If it is assumed that the individual concerned was under immediate threat of persecution associated with his ethnicity when he left his home country, then the link is not simply with the ethnicity of the individual concerned (Chechen in this case), but also with the enmity generally expressed by the persecuting security forces against this ethnic group and their presumed political convictions.
The Claimants are a married couple of Chechen ethnicity. They travelled to Germany in 2002 where they made an asylum application. The Claimants originate from a city in the region of Atschoj-Martan. The man had been in hiding since the beginning of 2000 because of fear of assault by Russian occupying soldiers. In February 2000 Chechen fighters moved out of Grozny through their village and were looked after along with their wounded by the people of the village. Members of the Russian army arrived in the village on the next day and searched the houses. The man was taken prisoner with other inhabitants of the village. Two days later he was held to ransom. The interrogators wanted to find out from him where the Chechen fighters had gone and he was mistreated during the process. Because of his extreme fear of being imprisoned again, he wanted to leave the country. However, it was not until November 2002 that he had sufficient money to do so. After the authorities and the Administrative Court had refused the Claimant’s asylum application, the Higher Administrative Court of Mecklenburg-Vorpommern obliged the Respondent authority to grant him refugee status. In the case in point, the Higher Administrative Court concluded that the Claimants had not left their country due to a well-founded fear of individual political persecution, but that at the time of their departure there was an immediate threat of group persecution. There would have been no internal protection alternative within the country.
The Respondent issued a complaint against the illegality of the review (“Revision”).
Under the jurisprudence of the Court of Justice of the European Union (CJEU) it is stated that the shifting of the burden of proof according to Article 4 (4) of the Qualification Directive is to be taken into account in asylum proceedings when the Applicant refers to previous acts of persecution or threats as an indicator of the well-foundedness of his fear that persecution would resume if he were to return to his home country. Previous activities and threats of this kind must be linked to the grounds for persecution on which the application is based (CJEU, decision of 2 March 2010 - Rs. C-175/08 u.a., Abdulla u.a.
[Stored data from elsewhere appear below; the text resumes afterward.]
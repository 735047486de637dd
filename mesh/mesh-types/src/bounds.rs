//! Axis-aligned bounding extents and the distance bounds used for pruning.

use nalgebra::{Point3, Vector3};

#[cfg(feature = "serde")]
use serde::{Deserialize, Serialize};

/// An axis-aligned bounding box (AABB).
///
/// Represents a 3D box aligned with the coordinate axes, defined by
/// minimum and maximum corner points. Besides the usual containment and
/// overlap tests it provides two relational bounds,
/// [`closest_possible_distance`](Self::closest_possible_distance) and
/// [`furthest_possible_distance`](Self::furthest_possible_distance), which
/// bracket the distance between any point of one box and any point of
/// another. Surface culling relies on these being true bounds.
///
/// # Example
///
/// ```
/// use mesh_types::{Aabb, Point3};
///
/// let a = Aabb::new(Point3::new(0.0, 0.0, 0.0), Point3::new(1.0, 1.0, 1.0));
/// let b = Aabb::new(Point3::new(4.0, 0.0, 0.0), Point3::new(5.0, 1.0, 1.0));
///
/// assert!(a.closest_possible_distance(&b) <= 3.0);
/// assert!(a.furthest_possible_distance(&b) >= 3.0);
/// ```
#[derive(Debug, Clone, Copy, PartialEq)]
#[cfg_attr(feature = "serde", derive(Serialize, Deserialize))]
pub struct Aabb {
    /// Minimum corner (smallest x, y, z values).
    pub min: Point3<f64>,
    /// Maximum corner (largest x, y, z values).
    pub max: Point3<f64>,
}

impl Aabb {
    /// Create a new AABB from minimum and maximum corners.
    ///
    /// The corners are automatically corrected if min > max for any axis.
    #[must_use]
    pub fn new(min: Point3<f64>, max: Point3<f64>) -> Self {
        Self {
            min: Point3::new(min.x.min(max.x), min.y.min(max.y), min.z.min(max.z)),
            max: Point3::new(min.x.max(max.x), min.y.max(max.y), min.z.max(max.z)),
        }
    }

    /// Create an AABB from a single point.
    ///
    /// The resulting box has zero volume and zero radius.
    #[inline]
    #[must_use]
    pub const fn from_point(point: Point3<f64>) -> Self {
        Self {
            min: point,
            max: point,
        }
    }

    /// Create an empty (invalid) AABB.
    ///
    /// An empty AABB has min > max, which is useful as a starting point
    /// for expanding to include points.
    ///
    /// # Example
    ///
    /// ```
    /// use mesh_types::{Aabb, Point3};
    ///
    /// let mut aabb = Aabb::empty();
    /// assert!(aabb.is_empty());
    ///
    /// aabb.expand_to_include(&Point3::new(1.0, 2.0, 3.0));
    /// assert!(!aabb.is_empty());
    /// ```
    #[must_use]
    #[allow(clippy::missing_const_for_fn)] // Point3::new is not const in nalgebra
    pub fn empty() -> Self {
        Self {
            min: Point3::new(f64::INFINITY, f64::INFINITY, f64::INFINITY),
            max: Point3::new(f64::NEG_INFINITY, f64::NEG_INFINITY, f64::NEG_INFINITY),
        }
    }

    /// Create an AABB from an iterator of points.
    ///
    /// Returns an empty AABB if the iterator is empty.
    #[must_use]
    pub fn from_points<'a>(points: impl Iterator<Item = &'a Point3<f64>>) -> Self {
        let mut aabb = Self::empty();
        for point in points {
            aabb.expand_to_include(point);
        }
        aabb
    }

    /// Check if the AABB is empty (has no valid volume).
    ///
    /// An AABB is empty if min > max for any axis. Boxes with NaN corners
    /// are reported as empty as well.
    #[inline]
    #[must_use]
    pub fn is_empty(&self) -> bool {
        !(self.min.x <= self.max.x && self.min.y <= self.max.y && self.min.z <= self.max.z)
    }

    /// Check that both corners are finite.
    #[inline]
    #[must_use]
    pub fn is_finite(&self) -> bool {
        self.min.coords.iter().chain(self.max.coords.iter()).all(|c| c.is_finite())
    }

    /// Get the size (dimensions) of the AABB.
    #[inline]
    #[must_use]
    pub fn size(&self) -> Vector3<f64> {
        self.max - self.min
    }

    /// Get the center of the AABB.
    #[inline]
    #[must_use]
    pub fn center(&self) -> Point3<f64> {
        Point3::new(
            (self.min.x + self.max.x) * 0.5,
            (self.min.y + self.max.y) * 0.5,
            (self.min.z + self.max.z) * 0.5,
        )
    }

    /// Half of the diagonal length.
    ///
    /// Every point of the box lies within `radius()` of [`center`](Self::center).
    #[inline]
    #[must_use]
    pub fn radius(&self) -> f64 {
        self.size().norm() * 0.5
    }

    /// Get the length of the longest edge.
    #[inline]
    #[must_use]
    pub fn max_extent(&self) -> f64 {
        let s = self.size();
        s.x.max(s.y).max(s.z)
    }

    /// Check if the AABB contains a point.
    ///
    /// Points on the boundary are considered inside.
    #[inline]
    #[must_use]
    pub fn contains(&self, point: &Point3<f64>) -> bool {
        point.x >= self.min.x
            && point.x <= self.max.x
            && point.y >= self.min.y
            && point.y <= self.max.y
            && point.z >= self.min.z
            && point.z <= self.max.z
    }

    /// Check if this AABB intersects another AABB.
    ///
    /// Touching AABBs are considered intersecting.
    ///
    /// # Example
    ///
    /// ```
    /// use mesh_types::{Aabb, Point3};
    ///
    /// let a = Aabb::new(Point3::new(0.0, 0.0, 0.0), Point3::new(10.0, 10.0, 10.0));
    /// let b = Aabb::new(Point3::new(10.0, 5.0, 5.0), Point3::new(15.0, 15.0, 15.0));
    /// let c = Aabb::new(Point3::new(20.0, 20.0, 20.0), Point3::new(30.0, 30.0, 30.0));
    ///
    /// assert!(a.intersects(&b));
    /// assert!(!a.intersects(&c));
    /// ```
    #[inline]
    #[must_use]
    pub fn intersects(&self, other: &Self) -> bool {
        self.min.x <= other.max.x
            && self.max.x >= other.min.x
            && self.min.y <= other.max.y
            && self.max.y >= other.min.y
            && self.min.z <= other.max.z
            && self.max.z >= other.min.z
    }

    /// Compute the intersection of two AABBs.
    ///
    /// Returns an empty AABB if they don't intersect.
    #[must_use]
    pub fn intersection(&self, other: &Self) -> Self {
        Self {
            min: Point3::new(
                self.min.x.max(other.min.x),
                self.min.y.max(other.min.y),
                self.min.z.max(other.min.z),
            ),
            max: Point3::new(
                self.max.x.min(other.max.x),
                self.max.y.min(other.max.y),
                self.max.z.min(other.max.z),
            ),
        }
    }

    /// Compute the union (enclosing AABB) of two AABBs.
    #[must_use]
    pub fn union(&self, other: &Self) -> Self {
        if self.is_empty() {
            return *other;
        }
        if other.is_empty() {
            return *self;
        }
        Self {
            min: Point3::new(
                self.min.x.min(other.min.x),
                self.min.y.min(other.min.y),
                self.min.z.min(other.min.z),
            ),
            max: Point3::new(
                self.max.x.max(other.max.x),
                self.max.y.max(other.max.y),
                self.max.z.max(other.max.z),
            ),
        }
    }

    /// Expand the AABB to include a point.
    pub fn expand_to_include(&mut self, point: &Point3<f64>) {
        self.min.x = self.min.x.min(point.x);
        self.min.y = self.min.y.min(point.y);
        self.min.z = self.min.z.min(point.z);
        self.max.x = self.max.x.max(point.x);
        self.max.y = self.max.y.max(point.y);
        self.max.z = self.max.z.max(point.z);
    }

    /// Expand the AABB by a uniform margin on all sides.
    #[must_use]
    pub fn expanded(&self, margin: f64) -> Self {
        let m = Vector3::repeat(margin);
        Self {
            min: self.min - m,
            max: self.max + m,
        }
    }

    /// Grow the shorter axes so every edge matches the longest one.
    ///
    /// The center is preserved. A box that collapses to a point is given a
    /// unit edge so it can still be subdivided.
    #[must_use]
    pub fn isotropic(&self) -> Self {
        let longest = self.max_extent();
        let half = if longest > 0.0 { longest * 0.5 } else { 0.5 };
        let c = self.center();
        let h = Vector3::repeat(half);
        Self {
            min: c - h,
            max: c + h,
        }
    }

    /// Scale the box about its center.
    ///
    /// # Example
    ///
    /// ```
    /// use mesh_types::{Aabb, Point3};
    ///
    /// let aabb = Aabb::new(Point3::new(0.0, 0.0, 0.0), Point3::new(2.0, 2.0, 2.0));
    /// let bigger = aabb.scaled(2.0);
    /// assert_eq!(bigger.min, Point3::new(-1.0, -1.0, -1.0));
    /// assert_eq!(bigger.max, Point3::new(3.0, 3.0, 3.0));
    /// ```
    #[must_use]
    pub fn scaled(&self, factor: f64) -> Self {
        let c = self.center();
        let h = self.size() * (0.5 * factor);
        Self {
            min: c - h,
            max: c + h,
        }
    }

    /// Clamp a point into the box.
    #[inline]
    #[must_use]
    pub fn clamp(&self, point: &Point3<f64>) -> Point3<f64> {
        Point3::new(
            point.x.clamp(self.min.x, self.max.x),
            point.y.clamp(self.min.y, self.max.y),
            point.z.clamp(self.min.z, self.max.z),
        )
    }

    /// Exact Euclidean distance from a point to the box (zero inside).
    #[inline]
    #[must_use]
    pub fn distance_to_point(&self, point: &Point3<f64>) -> f64 {
        let dx = (self.min.x - point.x).max(point.x - self.max.x).max(0.0);
        let dy = (self.min.y - point.y).max(point.y - self.max.y).max(0.0);
        let dz = (self.min.z - point.z).max(point.z - self.max.z).max(0.0);
        dz.mul_add(dz, dx.mul_add(dx, dy * dy)).sqrt()
    }

    /// Lower bound on the distance between any point of `self` and any
    /// point of `other`: `|c(a) - c(b)| - r(a) - r(b)`.
    ///
    /// The value is negative when the enclosing spheres overlap.
    #[inline]
    #[must_use]
    pub fn closest_possible_distance(&self, other: &Self) -> f64 {
        (self.center() - other.center()).norm() - self.radius() - other.radius()
    }

    /// Upper bound on the distance between any point of `self` and any
    /// point of `other`: `|c(a) - c(b)| + r(a) + r(b)`.
    #[inline]
    #[must_use]
    pub fn furthest_possible_distance(&self, other: &Self) -> f64 {
        (self.center() - other.center()).norm() + self.radius() + other.radius()
    }
}

impl Default for Aabb {
    fn default() -> Self {
        Self::empty()
    }
}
Rn. 93).
On the basis of these principles, the Higher Administrative Court assumed that the threat facing the Claimants in the event of their return would correspond to a continuation of the danger which forced them to leave the country in spite of the changes in the interim with regard to the actors of persecution and the intensity of the threat of persecution. There were no substantive grounds to suggest that they would not be threatened by persecution upon returning to their country. The Higher Administrative Court justified this opinion on the basis that the Claimants had been threatened with direct persecution linked to their ethnicity at the time of their departure as at the time the Russian security forces generally considered Chechens as hostile since they were not actively involved on their side. Therefore, the persecution presumed by the Higher Administrative Court was not only linked with the Chechen ethnicity of the Claimants but also with the enmity generally expressed by the persecuting security forces against this ethnic group and their presumed political convictions. According to the Higher Administrative Court, the same applied to the potential danger from the Chechen security forces facing the Claimants in the event of their return to Chechnya.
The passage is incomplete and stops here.